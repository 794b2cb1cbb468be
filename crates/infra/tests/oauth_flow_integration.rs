//! End-to-end tests of the desktop OAuth client against mock provider
//! endpoints and a real loopback listener.

use std::sync::Arc;
use std::time::Duration;

use chrono::Utc;
use loopauth_domain::constants::CONTENT_TYPE_HTML;
use loopauth_domain::{ClientCredentials, DesktopOAuthConfig, StatusKind};
use loopauth_infra::testing::{free_port, wait_for_route, RecordingOpener};
use loopauth_infra::{FlowResult, OAuthDesktopClient};
use tokio::time::timeout;
use wiremock::matchers::{body_string_contains, header, method, path, query_param};
use wiremock::{Mock, MockServer, ResponseTemplate};

fn config_for(server: &MockServer) -> DesktopOAuthConfig {
    let mut config = DesktopOAuthConfig::default();
    config.endpoints.authorization_url = format!("{}/authorize", server.uri());
    config.endpoints.token_url = format!("{}/token", server.uri());
    config.endpoints.userinfo_url = format!("{}/userinfo?access_token=", server.uri());
    config.loopback.application_name = "Integration".into();
    config.http.timeout_seconds = 5;
    config
}

fn client_for(server: &MockServer, opener: &Arc<RecordingOpener>) -> OAuthDesktopClient {
    OAuthDesktopClient::builder()
        .config(config_for(server))
        .opener(opener.clone())
        .build()
        .expect("client")
}

fn creds() -> ClientCredentials {
    ClientCredentials::new("desktop-client", "desktop-secret")
}

fn json(status: u16, body: &str) -> ResponseTemplate {
    ResponseTemplate::new(status).set_body_raw(body.to_string(), "application/json; charset=utf-8")
}

async fn browser_redirect(port: u16, query: &str) -> reqwest::Response {
    reqwest::Client::builder()
        .no_proxy()
        .build()
        .expect("browser client")
        .get(format!("http://127.0.0.1:{port}/google_oauth?{query}"))
        .send()
        .await
        .expect("redirect request")
}

#[tokio::test]
async fn interactive_login_exchanges_code() {
    let server = MockServer::start().await;
    let port = free_port();
    Mock::given(method("POST"))
        .and(path("/token"))
        .and(header("content-type", "application/x-www-form-urlencoded"))
        .and(body_string_contains("code=abc"))
        .and(body_string_contains("grant_type=authorization_code"))
        .and(body_string_contains(format!(
            "redirect_uri=http%3A%2F%2F127.0.0.1%3A{port}%2Fgoogle_oauth"
        )))
        .respond_with(json(
            200,
            r#"{"access_token":"ya29.A","refresh_token":"1//R","expires_in":3599,"token_type":"Bearer"}"#,
        ))
        .expect(1)
        .mount(&server)
        .await;

    let opener = Arc::new(RecordingOpener::new());
    let client = client_for(&server, &opener);
    let before = Utc::now().timestamp();

    let login = tokio::spawn(client.manual_flow(creds(), "openid email", port).run());
    wait_for_route(client.loopback(), None).await;

    let page = browser_redirect(port, "code=abc&scope=openid").await;
    assert!(page
        .headers()
        .get("content-type")
        .and_then(|v| v.to_str().ok())
        .is_some_and(|v| v.starts_with(CONTENT_TYPE_HTML)));
    let page = page.text().await.expect("page body");
    assert!(page.contains("<title>Authentication succeed</title>"));
    assert!(page.contains("Return to Integration, please."));

    let FlowResult::Completed(Ok(tokens)) = login.await.expect("login task") else {
        panic!("login should succeed");
    };
    assert_eq!(tokens.access_token, "ya29.A");
    assert_eq!(tokens.refresh_token.as_deref(), Some("1//R"));
    assert!(tokens.expires_on >= before + 3599);
    assert!(tokens.expires_on <= Utc::now().timestamp() + 3599);

    let opened = opener.opened();
    assert_eq!(opened.len(), 1);
    assert!(opened[0].starts_with(&format!("{}/authorize?scope=openid%20email", server.uri())));
    assert!(opened[0].ends_with("&client_id=desktop-client"));

    client.shutdown().await.expect("shutdown");
}

#[tokio::test]
async fn denied_login_skips_code_exchange() {
    let server = MockServer::start().await;
    Mock::given(method("POST"))
        .and(path("/token"))
        .respond_with(json(500, "{}"))
        .expect(0)
        .mount(&server)
        .await;

    let opener = Arc::new(RecordingOpener::new());
    let client = client_for(&server, &opener);
    let port = free_port();

    let (tx, rx) = tokio::sync::oneshot::channel();
    client.authenticate_manually(creds(), "email", port, move |result| {
        let _ = tx.send(result);
    });
    wait_for_route(client.loopback(), None).await;

    let page = browser_redirect(port, "error=access_denied").await.text().await.expect("page");
    assert!(page.contains("<title>Authentication failed</title>"));

    let result = timeout(Duration::from_secs(5), rx).await.expect("callback").expect("sender");
    assert_eq!(result, Err(StatusKind::InvalidGrant));

    // A second redirect finds no route.
    let late = browser_redirect(port, "code=late").await;
    assert_eq!(late.status(), reqwest::StatusCode::NOT_FOUND);

    client.shutdown().await.expect("shutdown");
}

#[tokio::test]
async fn refresh_round_trip() {
    let server = MockServer::start().await;
    Mock::given(method("POST"))
        .and(path("/token"))
        .and(body_string_contains("refresh_token=good"))
        .respond_with(json(200, r#"{"access_token":"fresh","expires_in":600}"#))
        .mount(&server)
        .await;
    Mock::given(method("POST"))
        .and(path("/token"))
        .and(body_string_contains("refresh_token=revoked"))
        .respond_with(json(
            400,
            r#"{"error":"invalid_grant","error_description":"Token has been expired or revoked."}"#,
        ))
        .mount(&server)
        .await;

    let client = client_for(&server, &Arc::new(RecordingOpener::new()));

    let tokens = client.refresh_access_token(&creds(), "good").await.expect("refresh");
    assert_eq!(tokens.access_token, "fresh");
    assert!(tokens.refresh_token.is_none());
    assert!(!tokens.is_expired(Utc::now().timestamp(), 60));

    let revoked = client.refresh_access_token(&creds(), "revoked").await;
    assert_eq!(revoked, Err(StatusKind::InvalidGrant));
}

#[tokio::test]
async fn refresh_rejects_html_error_pages() {
    let server = MockServer::start().await;
    Mock::given(method("POST"))
        .and(path("/token"))
        .respond_with(ResponseTemplate::new(502).set_body_raw("<html>Bad Gateway</html>", "text/html"))
        .mount(&server)
        .await;

    let client = client_for(&server, &Arc::new(RecordingOpener::new()));
    let result = client.refresh_access_token(&creds(), "R").await;
    assert_eq!(result, Err(StatusKind::UnsupportedContentType));
}

#[tokio::test]
async fn unreachable_provider_is_connection_error() {
    let server = MockServer::start().await;
    let mut config = config_for(&server);
    let closed = free_port();
    config.endpoints.token_url = format!("http://127.0.0.1:{closed}/token");
    config.endpoints.userinfo_url = format!("http://127.0.0.1:{closed}/userinfo?access_token=");

    let client = OAuthDesktopClient::builder()
        .config(config)
        .opener(Arc::new(RecordingOpener::new()))
        .build()
        .expect("client");

    assert_eq!(client.refresh_access_token(&creds(), "R").await, Err(StatusKind::ConnectionError));
    assert_eq!(client.validate_access_token("T").await, StatusKind::ConnectionError);
}

#[tokio::test]
async fn validation_probes_identity_endpoint() {
    let server = MockServer::start().await;
    Mock::given(method("GET"))
        .and(path("/userinfo"))
        .and(query_param("access_token", "good token"))
        .respond_with(json(200, r#"{"sub":"1234","email":"user@example.com"}"#))
        .expect(1)
        .mount(&server)
        .await;
    Mock::given(method("GET"))
        .and(path("/userinfo"))
        .and(query_param("access_token", "expired"))
        .respond_with(json(401, r#"{"error":"invalid_token"}"#))
        .expect(1)
        .mount(&server)
        .await;

    let client = client_for(&server, &Arc::new(RecordingOpener::new()));

    assert_eq!(client.validate_access_token("good token").await, StatusKind::Success);

    let (tx, rx) = tokio::sync::oneshot::channel();
    client.check_access_token("expired", move |status| {
        let _ = tx.send(status);
    });
    assert_eq!(rx.await.expect("callback"), StatusKind::UnknownError);
}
● ● ● ● ●
PROBLEM TO SOLVE:
Your answer must be one number: the count of lines in the entries that contain the string "text".

SOLUTION FOR THIS PROBLEM:
3